Build a real time data push engine using Python and Rethinkdb


Namaste everyone.Today we are going to talk about building real time data push engines.How to design models for the modern realtime web will be the lime light point in this article. We are going to build a cool push enigne that notifies “Super Heroes” real time in the Justice League(DC). We can also develop real time chat applications very easily with same principles.

What actually is a Data Push Engine?

Push engine is nothing but a software piece that pushes notifications from the server to all the clients who subscribed to recieve these events.When your app polls for data, it becomes slow, unscalable, and cumbersome to maintain.In order to overcome this burden two proposals were made.

  1. Web Sockets
  2. Server Sent Events(SSE)

But using any one of the above technologies is not sufficient for modern real time web. Think it in this way. The query-response database access model works well on the web because it maps directly to HTTP’s request-response. However, modern marketplaces, streaming analytics apps, multiplayer games, and collaborative web and mobile apps require sending data directly to the client in realtime. For example, when a user changes the position of a button in a collaborative design app, the server has to notify other users that are simultaneously working on the same project. Web browsers support these use cases via WebSockets and long-lived HTTP connections, but relying on database to notify updates is cool.

Seeing is believing

I am going to run my project first to make you confident with it. Project is nothing but a website which does following. Code for this project is available at

  • I am going to start a Justice League website (like the one superman runs).
  • Website collects nickname and email of a SuperHero.
  • Notify all existing heroes about new joinees in real time.

So I am going to tell you a small story. Just click the first image and navigate to last one by one. Don’t forget to read description below in each  image!. Press Esc to exit from slide show.

I think you got something with above story.If you don’t let me explain. Here we are asking information from clients and navigating them to their dashboard. From then all clients who are on dashboard will be notified about newly joined people instantly. No refresh,No ajax polling. Thanks to our push engine.

Are you kidding ,I can implement that using web sockets?

Yes are right. You can purely implement the above notification system using websockets. But why I used few more things to do that. Here is the answer.

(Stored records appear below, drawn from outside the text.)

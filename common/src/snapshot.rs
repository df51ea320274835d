//
// Copyright 2025-2026 Hans W. Uhlig. All Rights Reserved.
//
// Licensed under the Apache License, Version 2.0 (the "License");
// you may not use this file except in compliance with the License.
// You may obtain a copy of the License at
//
//      http://www.apache.org/licenses/LICENSE-2.0
//
// Unless required by applicable law or agreed to in writing, software
// distributed under the License is distributed on an "AS IS" BASIS,
// WITHOUT WARRANTIES OR CONDITIONS OF ANY KIND, either express or implied.
// See the License for the specific language governing permissions and
// limitations under the License.
//

//! Replicated projection of a companion record

use crate::aggression::AggressionLevel;
use crate::archetype::Archetype;
use crate::ids::{CompanionId, PlayerId};
use crate::item::ItemStack;
use crate::protocol::ProtocolError;
use crate::skin::Skin;
use serde::{Deserialize, Serialize};

/// Everything a client is told about one companion
///
/// Position and orientation are replicated by the host engine's own entity
/// tracking and are deliberately absent here.
#[derive(Debug, Clone, PartialEq, Serialize, Deserialize)]
pub struct CompanionSnapshot {
    pub id: CompanionId,
    pub archetype: Archetype,
    pub variant: u8,
    pub skin: Skin,
    pub owner: Option<PlayerId>,
    pub ordered_to_stay: bool,
    pub aggression: AggressionLevel,
    pub experience: u64,
    pub level: u32,
    pub inventory: Vec<Option<ItemStack>>,
    pub health: f32,
    pub max_health: f32,
    pub charging: bool,
}

impl CompanionSnapshot {
    /// Canonical byte encoding used both on the wire and for change detection
    pub fn encode(&self) -> Result<Vec<u8>, ProtocolError> {
        serde_json::to_vec(self).map_err(ProtocolError::Encode)
    }

    pub fn is_tamed(&self) -> bool {
        self.owner.is_some()
    }
}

“Using websockets code for designing push logic  is cumbersome. Websocket code must do a push from server and recieve that in client . Traditional databases do not know about the websockets or Server Sent Events. There we need to poll the database changes and then push them to intermediate queue and from there to clients. I say remove that headache from our server. Just exploit database capability of pushing changes in realtime whenever a change occurs to it’s data. That is why I chose RethinkDB plus Websockets“.

How I build that Push engine

I used two main ingredients to create data push engine shown above.

  1. Python Tornado web server ( for handling websocket requests and responses)
  2. RethinkDB ( for storing data and also to push real time changes to the server)

What is RethinkDB?

According to RethinkDB official website

RethinkDB is the first open-source, scalable JSON database built from the ground up for the realtime web. It inverts the traditional database architecture by exposing an exciting new access model – instead of polling for changes, the developer can tell RethinkDB to continuously push updated query results to applications in realtime. RethinkDB’s realtime push architecture dramatically reduces the time and effort necessary to build scalable realtime apps.

When is RethinkDB a good choice?

RethinkDB is a great choice when your applications could benefit from realtime feeds to your data.

The query-response database access model works well on the web because it maps directly to HTTP’s request-response. However, modern applications require sending data directly to the client in realtime. Use cases where companies benefited from RethinkDB’s realtime push architecture include:

  • Collaborative web and mobile apps
  • Streaming analytics apps
  • Multiplayer games
  • Realtime marketplaces
  • Connected devices

We know that modern web demands falls in one of the above catagories.So RethinkDB is extremely useful for the people want to exploit it’s real power for building real time apps.

RethinkDB has a dedicated python driver.In our project we are just inserting our dicument and reading the changes on users table.For getting familiar with RethinkDB python client visit these links.

Setup for our data push engine

Install RethinkDB on Ubuntu14.04 in this way.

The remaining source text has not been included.